__EXTRACTED ENTRIES__.
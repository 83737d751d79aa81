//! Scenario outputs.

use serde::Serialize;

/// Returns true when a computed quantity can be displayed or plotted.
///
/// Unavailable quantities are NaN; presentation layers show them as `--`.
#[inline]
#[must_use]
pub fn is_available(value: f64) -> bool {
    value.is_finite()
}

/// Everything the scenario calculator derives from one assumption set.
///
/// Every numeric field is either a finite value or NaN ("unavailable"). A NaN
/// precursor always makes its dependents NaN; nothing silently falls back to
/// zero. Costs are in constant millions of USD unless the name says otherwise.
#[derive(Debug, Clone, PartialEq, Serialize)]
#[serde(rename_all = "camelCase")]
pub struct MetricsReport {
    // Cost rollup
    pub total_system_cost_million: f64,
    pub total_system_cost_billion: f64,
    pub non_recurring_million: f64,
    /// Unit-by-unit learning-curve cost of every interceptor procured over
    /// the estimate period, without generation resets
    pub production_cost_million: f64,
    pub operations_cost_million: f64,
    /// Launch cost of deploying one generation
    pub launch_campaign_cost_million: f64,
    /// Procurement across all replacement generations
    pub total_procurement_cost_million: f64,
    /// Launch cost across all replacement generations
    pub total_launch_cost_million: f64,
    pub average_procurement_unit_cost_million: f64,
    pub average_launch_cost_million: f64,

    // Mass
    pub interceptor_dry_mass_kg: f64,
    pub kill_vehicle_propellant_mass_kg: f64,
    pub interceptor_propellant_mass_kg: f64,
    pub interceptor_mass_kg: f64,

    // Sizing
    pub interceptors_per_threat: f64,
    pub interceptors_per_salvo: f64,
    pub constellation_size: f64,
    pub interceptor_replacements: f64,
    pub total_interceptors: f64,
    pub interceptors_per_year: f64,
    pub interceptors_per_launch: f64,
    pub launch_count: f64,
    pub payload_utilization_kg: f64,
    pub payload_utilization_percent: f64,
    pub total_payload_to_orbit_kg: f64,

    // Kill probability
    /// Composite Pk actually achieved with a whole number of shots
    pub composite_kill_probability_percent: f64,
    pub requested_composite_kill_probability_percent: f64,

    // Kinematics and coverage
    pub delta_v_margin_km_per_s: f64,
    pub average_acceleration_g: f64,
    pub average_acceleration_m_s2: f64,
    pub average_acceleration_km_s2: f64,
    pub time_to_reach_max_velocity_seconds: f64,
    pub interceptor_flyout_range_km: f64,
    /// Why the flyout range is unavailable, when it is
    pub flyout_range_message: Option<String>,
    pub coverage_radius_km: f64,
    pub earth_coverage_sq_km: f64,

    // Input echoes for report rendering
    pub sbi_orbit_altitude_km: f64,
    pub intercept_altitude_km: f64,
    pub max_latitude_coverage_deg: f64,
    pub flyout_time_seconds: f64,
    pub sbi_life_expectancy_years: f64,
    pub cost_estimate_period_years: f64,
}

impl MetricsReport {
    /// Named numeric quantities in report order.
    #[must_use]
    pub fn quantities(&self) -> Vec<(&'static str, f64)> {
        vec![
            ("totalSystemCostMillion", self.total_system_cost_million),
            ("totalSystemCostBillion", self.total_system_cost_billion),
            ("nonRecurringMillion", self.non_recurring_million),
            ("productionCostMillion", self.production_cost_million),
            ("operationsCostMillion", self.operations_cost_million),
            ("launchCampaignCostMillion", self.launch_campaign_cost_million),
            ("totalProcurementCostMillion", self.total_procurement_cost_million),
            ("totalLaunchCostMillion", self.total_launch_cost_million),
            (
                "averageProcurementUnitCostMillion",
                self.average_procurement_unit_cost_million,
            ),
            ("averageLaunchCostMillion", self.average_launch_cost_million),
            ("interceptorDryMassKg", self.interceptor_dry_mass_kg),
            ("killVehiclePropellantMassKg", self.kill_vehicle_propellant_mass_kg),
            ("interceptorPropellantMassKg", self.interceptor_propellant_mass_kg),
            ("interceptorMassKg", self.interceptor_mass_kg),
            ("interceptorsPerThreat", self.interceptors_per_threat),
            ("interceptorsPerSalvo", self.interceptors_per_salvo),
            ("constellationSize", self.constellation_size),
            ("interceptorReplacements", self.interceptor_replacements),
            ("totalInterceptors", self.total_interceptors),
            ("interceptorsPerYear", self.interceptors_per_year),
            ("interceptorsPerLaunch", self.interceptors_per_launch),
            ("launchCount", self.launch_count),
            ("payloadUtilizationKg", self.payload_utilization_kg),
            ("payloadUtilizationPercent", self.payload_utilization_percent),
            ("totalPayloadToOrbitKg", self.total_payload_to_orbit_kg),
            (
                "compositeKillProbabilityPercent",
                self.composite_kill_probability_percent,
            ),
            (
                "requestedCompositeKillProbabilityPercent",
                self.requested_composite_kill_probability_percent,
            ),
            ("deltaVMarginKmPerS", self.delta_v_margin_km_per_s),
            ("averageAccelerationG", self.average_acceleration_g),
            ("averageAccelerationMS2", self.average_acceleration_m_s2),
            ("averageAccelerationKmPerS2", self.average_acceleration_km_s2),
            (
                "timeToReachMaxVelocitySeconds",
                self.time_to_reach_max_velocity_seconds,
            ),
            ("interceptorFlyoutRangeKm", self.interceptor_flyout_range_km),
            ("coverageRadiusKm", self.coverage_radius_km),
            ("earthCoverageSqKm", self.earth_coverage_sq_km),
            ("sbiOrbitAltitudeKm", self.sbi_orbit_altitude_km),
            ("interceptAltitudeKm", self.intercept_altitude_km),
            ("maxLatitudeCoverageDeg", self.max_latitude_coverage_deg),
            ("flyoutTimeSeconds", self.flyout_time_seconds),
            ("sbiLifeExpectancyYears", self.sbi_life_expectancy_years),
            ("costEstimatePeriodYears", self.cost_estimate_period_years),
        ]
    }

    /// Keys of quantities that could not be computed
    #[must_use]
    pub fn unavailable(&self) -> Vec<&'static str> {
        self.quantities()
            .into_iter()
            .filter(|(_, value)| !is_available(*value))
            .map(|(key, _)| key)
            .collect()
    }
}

__WORK REQUIRED__. Please make an exact copy of every record, leaving nothing out.

__RESPONSE BOX__.
repository 83737d751d79aa81
//! Scenario outputs.

use serde::Serialize;

/// Returns true when a computed quantity can be displayed or plotted.
///
/// Unavailable quantities are NaN; presentation layers show them as `--`.
#[inline]
#[must_use]
pub fn is_available(value: f64) -> bool {
    value.is_finite()
}

/// Everything the scenario calculator derives from one assumption set.
///
/// Every numeric field is either a finite value or NaN ("unavailable"). A NaN
/// precursor always makes its dependents NaN; nothing silently falls back to
/// zero. Costs are in constant millions of USD unless the name says otherwise.
#[derive(Debug, Clone, PartialEq, Serialize)]
#[serde(rename_all = "camelCase")]
pub struct MetricsReport {
    // Cost rollup
    pub total_system_cost_million: f64,
    pub total_system_cost_billion: f64,
    pub non_recurring_million: f64,
    /// Unit-by-unit learning-curve cost of every interceptor procured over
    /// the estimate period, without generation resets
    pub production_cost_million: f64,
    pub operations_cost_million: f64,
    /// Launch cost of deploying one generation
    pub launch_campaign_cost_million: f64,
    /// Procurement across all replacement generations
    pub total_procurement_cost_million: f64,
    /// Launch cost across all replacement generations
    pub total_launch_cost_million: f64,
    pub average_procurement_unit_cost_million: f64,
    pub average_launch_cost_million: f64,

    // Mass
    pub interceptor_dry_mass_kg: f64,
    pub kill_vehicle_propellant_mass_kg: f64,
    pub interceptor_propellant_mass_kg: f64,
    pub interceptor_mass_kg: f64,

    // Sizing
    pub interceptors_per_threat: f64,
    pub interceptors_per_salvo: f64,
    pub constellation_size: f64,
    pub interceptor_replacements: f64,
    pub total_interceptors: f64,
    pub interceptors_per_year: f64,
    pub interceptors_per_launch: f64,
    pub launch_count: f64,
    pub payload_utilization_kg: f64,
    pub payload_utilization_percent: f64,
    pub total_payload_to_orbit_kg: f64,

    // Kill probability
    /// Composite Pk actually achieved with a whole number of shots
    pub composite_kill_probability_percent: f64,
    pub requested_composite_kill_probability_percent: f64,

    // Kinematics and coverage
    pub delta_v_margin_km_per_s: f64,
    pub average_acceleration_g: f64,
    pub average_acceleration_m_s2: f64,
    pub average_acceleration_km_s2: f64,
    pub time_to_reach_max_velocity_seconds: f64,
    pub interceptor_flyout_range_km: f64,
    /// Why the flyout range is unavailable, when it is
    pub flyout_range_message: Option<String>,
    pub coverage_radius_km: f64,
    pub earth_coverage_sq_km: f64,

    // Input echoes for report rendering
    pub sbi_orbit_altitude_km: f64,
    pub intercept_altitude_km: f64,
    pub max_latitude_coverage_deg: f64,
    pub flyout_time_seconds: f64,
    pub sbi_life_expectancy_years: f64,
    pub cost_estimate_period_years: f64,
}

impl MetricsReport {
    /// Named numeric quantities in report order.
    #[must_use]
    pub fn quantities(&self) -> Vec<(&'static str, f64)> {
        vec![
            ("totalSystemCostMillion", self.total_system_cost_million),
            ("totalSystemCostBillion", self.total_system_cost_billion),
            ("nonRecurringMillion", self.non_recurring_million),
            ("productionCostMillion", self.production_cost_million),
            ("operationsCostMillion", self.operations_cost_million),
            ("launchCampaignCostMillion", self.launch_campaign_cost_million),
            ("totalProcurementCostMillion", self.total_procurement_cost_million),
            ("totalLaunchCostMillion", self.total_launch_cost_million),
            (
                "averageProcurementUnitCostMillion",
                self.average_procurement_unit_cost_million,
            ),
            ("averageLaunchCostMillion", self.average_launch_cost_million),
            ("interceptorDryMassKg", self.interceptor_dry_mass_kg),
            ("killVehiclePropellantMassKg", self.kill_vehicle_propellant_mass_kg),
            ("interceptorPropellantMassKg", self.interceptor_propellant_mass_kg),
            ("interceptorMassKg", self.interceptor_mass_kg),
            ("interceptorsPerThreat", self.interceptors_per_threat),
            ("interceptorsPerSalvo", self.interceptors_per_salvo),
            ("constellationSize", self.constellation_size),
            ("interceptorReplacements", self.interceptor_replacements),
            ("totalInterceptors", self.total_interceptors),
            ("interceptorsPerYear", self.interceptors_per_year),
            ("interceptorsPerLaunch", self.interceptors_per_launch),
            ("launchCount", self.launch_count),
            ("payloadUtilizationKg", self.payload_utilization_kg),
            ("payloadUtilizationPercent", self.payload_utilization_percent),
            ("totalPayloadToOrbitKg", self.total_payload_to_orbit_kg),
            (
                "compositeKillProbabilityPercent",
                self.composite_kill_probability_percent,
            ),
            (
                "requestedCompositeKillProbabilityPercent",
                self.requested_composite_kill_probability_percent,
            ),
            ("deltaVMarginKmPerS", self.delta_v_margin_km_per_s),
            ("averageAccelerationG", self.average_acceleration_g),
            ("averageAccelerationMS2", self.average_acceleration_m_s2),
            ("averageAccelerationKmPerS2", self.average_acceleration_km_s2),
            (
                "timeToReachMaxVelocitySeconds",
                self.time_to_reach_max_velocity_seconds,
            ),
            ("interceptorFlyoutRangeKm", self.interceptor_flyout_range_km),
            ("coverageRadiusKm", self.coverage_radius_km),
            ("earthCoverageSqKm", self.earth_coverage_sq_km),
            ("sbiOrbitAltitudeKm", self.sbi_orbit_altitude_km),
            ("interceptAltitudeKm", self.intercept_altitude_km),
            ("maxLatitudeCoverageDeg", self.max_latitude_coverage_deg),
            ("flyoutTimeSeconds", self.flyout_time_seconds),
            ("sbiLifeExpectancyYears", self.sbi_life_expectancy_years),
            ("costEstimatePeriodYears", self.cost_estimate_period_years),
        ]
    }

    /// Keys of quantities that could not be computed
    #[must_use]
    pub fn unavailable(&self) -> Vec<&'static str> {
        self.quantities()
            .into_iter()
            .filter(|(_, value)| !is_available(*value))
            .map(|(key, _)| key)
            .collect()
    }
}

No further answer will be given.